Thursday, January 14, 2010

...if we just let it be




So much going on in the world...we lost another powerhouse voice. Teddy Pendergrass, of his own and Harold Melvin and the Blue Notes fame, passed away. Radio has been playing old interviews and I think clips (like the one above) that feature his voice in its purest form are the best testament to his gift.

Listening to "Wake Up Everybody" this morning, I couldn't help thinking about those in Haiti. It's always difficult to tell who can help and how we can do something but there are are few links swirling around the web, so I'll post them here:

American Red Cross

Doctors Without Borders

Save the Children - Donate to help the children of Haiti.

Partners in Health - One of the largest nongovernmental health care providers in Haiti.

Yele - Grammy-Award winning musician, humanitarian and Goodwill Ambassador to Haiti Wyclef Jean founded Yéle Haiti in 2005.

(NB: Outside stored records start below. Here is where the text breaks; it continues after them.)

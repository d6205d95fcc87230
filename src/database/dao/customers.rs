use crate::database::entities::{CustomerRecord, customers};
use crate::database::{DatabaseError, DatabaseResult};
use sea_orm::{ActiveModelTrait, ColumnTrait, DatabaseConnection, EntityTrait, QueryFilter, Set};
use uuid::Uuid;

/// Customers DAO for database operations
#[derive(Clone)]
pub struct CustomersDao {
    db: DatabaseConnection,
}

impl CustomersDao {
    pub fn new(db: DatabaseConnection) -> Self {
        Self { db }
    }

    /// Create a customer. A duplicate email is a `Constraint` error.
    pub async fn create(&self, email: &str, plan: &str) -> DatabaseResult<CustomerRecord> {
        let customer = CustomerRecord::new(email.to_string(), plan.to_string());
        let active_model = customers::ActiveModel {
            id: Set(customer.id),
            email: Set(customer.email.clone()),
            plan: Set(customer.plan.clone()),
            created_at: Set(customer.created_at),
        };

        active_model.insert(&self.db).await.map_err(DatabaseError::from)
    }

    pub async fn find_by_id(&self, id: Uuid) -> DatabaseResult<Option<CustomerRecord>> {
        let customer = customers::Entity::find_by_id(id)
            .one(&self.db)
            .await
            .map_err(|e| DatabaseError::Database(e.to_string()))?;

        Ok(customer)
    }

    pub async fn find_by_email(&self, email: &str) -> DatabaseResult<Option<CustomerRecord>> {
        let customer = customers::Entity::find()
            .filter(customers::Column::Email.eq(email))
            .one(&self.db)
            .await
            .map_err(|e| DatabaseError::Database(e.to_string()))?;

        Ok(customer)
    }

    /// Delete a customer; keys, events and rollups go with it through cascading FKs
    pub async fn delete(&self, id: Uuid) -> DatabaseResult<bool> {
        let result = customers::Entity::delete_by_id(id)
            .exec(&self.db)
            .await
            .map_err(|e| DatabaseError::Database(e.to_string()))?;

        Ok(result.rows_affected > 0)
    }
}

Lambi Fund of Haiti - The fund channels financial and other resources to community-based organizations that promote the social and economic empowerment of the Haitian people.

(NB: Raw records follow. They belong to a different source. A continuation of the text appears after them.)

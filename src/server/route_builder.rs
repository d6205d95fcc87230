use crate::{auth::api_key_middleware, server::Server};
use axum::{
    Router,
    extract::DefaultBodyLimit,
    middleware::{self},
};

/// Helper functions for creating routes with common middleware patterns
pub struct RouteHelpers;

impl RouteHelpers {
    /// Nest `routes` under `path` behind API key authentication and a body limit
    pub fn with_body_limit_auth(
        path: &str,
        routes: Router<Server>,
        server: &Server,
        max_size: usize,
    ) -> Router<Server> {
        Router::new().nest(
            path,
            routes
                .layer(DefaultBodyLimit::max(max_size))
                .layer(middleware::from_fn_with_state(
                    server.clone(),
                    api_key_middleware,
                )),
        )
    }

    pub fn without_auth(path: &str, routes: Router<Server>) -> Router<Server> {
        Router::new().nest(path, routes)
    }
}

/// Middleware factory functions for common patterns
pub mod middleware_factories {
    use crate::auth::AuthContext;
    use crate::utils::request_id::RequestIdExt;
    use axum::{
        body::Body,
        extract::{ConnectInfo, Request},
        middleware::Next,
        response::Response,
    };
    use std::net::SocketAddr;
    use tracing::info;

    /// Structured request/response log lines for API routes
    pub async fn request_response_logger(req: Request<Body>, next: Next) -> Response {
        let method = req.method().to_string();
        let path = req.uri().path().to_string();

        if !(path.starts_with("/v1") || path.starts_with("/health")) {
            return next.run(req).await;
        }

        let request_id = req.extensions().request_id().as_str();
        let ip = req
            .extensions()
            .get::<ConnectInfo<SocketAddr>>()
            .map(|connect_info| connect_info.0.ip().to_string())
            .unwrap_or_else(|| "unknown".to_string());

        info!(
            method = %method,
            path = %path,
            ip = %ip,
            request_id = %request_id,
            "API request"
        );

        let start = std::time::Instant::now();
        let response = next.run(req).await;
        let duration = start.elapsed();

        // The auth layer mirrors the resolved customer onto the response
        let customer = response
            .extensions()
            .get::<AuthContext>()
            .map(|ctx| ctx.customer_id.to_string())
            .unwrap_or_else(|| "anonymous".to_string());

        info!(
            method = %method,
            path = %path,
            status = %response.status().as_u16(),
            latency_ms = %duration.as_millis(),
            customer = %customer,
            request_id = %request_id,
            "API response"
        );

        response
    }
}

Event: Bowery Poetry Club's Haiti Earthquake Relief Fundraiser
Start Time: Saturday, January 16 at 10:00pm
End Time: Sunday, January 17 at 4:00am
Where: The Bowery Poetry Club
308 Bowery (Between Houston and Bleecker) F train to 2nd Ave, 6 to Bleecker
mail@bowerypoetry.com 212-614-0505


I've recently begun teaching another poetry workshop and part of my task this term will be to try to convince my students that poetry is a necessary entity in all our lives. In times of love, in times of distress, in times of fear, in times of elation, everyone turns to poetry. This morning, I've begun re-reading the poems of my friend Phebus Etienne who passed away a few years ago. She was born in Port-au-Prince and wrote often about heritage, family, home. Her attention to detail is what always strikes me the most. I think--in the wake of the uncontrollable and in these last days--more often than not we are forced to piece together what minuscule details we have of those we've loved and lost:


Preparations for the Afterlife

In the doorway of an attic, a daughter stood between guilt and uncertainty. How could she exit, eliminate rent income to an uncle, multiply distance from few living blood relations?Her mother had not been prone to doubt. She had packed for diaspora in one suitcase and left Port-au-Prince with warning to none.

Sirens drowned creaking eaves, but she heard her mother’s voice giving precise direction. Cotton on Main Street should handle the arrangements. Red petals are for the joyful, unprepared to leave. No reception after the funeral. The bedroom set should go to someone in need. Keep the white sheets I bought for last days in Haiti.

Mandates were delivered with panorama of slights and rivalries. Her mother tallied debts owed, resolving, For any good I did, for being caretaker, no regrets. Her exhausted eyes mirrored the future like a sage reading bones. Mwen pa vlé kité ou pou kont ou. Yo pap aidé ou. The daughter did not accept this prediction of aloneness until divisions solidified, until some became angry when nothing was left in their names, until she embraced legal threats for unpaid medicals, until she listed what was worth selling, until visitor passes to her sick room idled at a front desk while staples burned a horizontal scar on her uterus. You have been present and useful, so love for you will be measured by conditions. Viv tankou moun ki pa gen fenmi.

She played her mother’s last instruction like a favorite ballad. She parceled clothing, unworn shoes to a Miami ministry and hauled mattress and box spring to a friend in Brooklyn. The daughter sealed embroidered linen in plastic as if afraid they would dissipate like clouds. Movers loaded belongings unto a truck and as the October wind rattled oak leaves to the path at her heel, she began saving her own life.

Mwen pa vlé kité ou pou kont ou. Yo pap aidé ou. - I don’t want to leave you alone. They will not help you.

Viv tankou moun ki pa gen fenmi. – Live like someone without a family.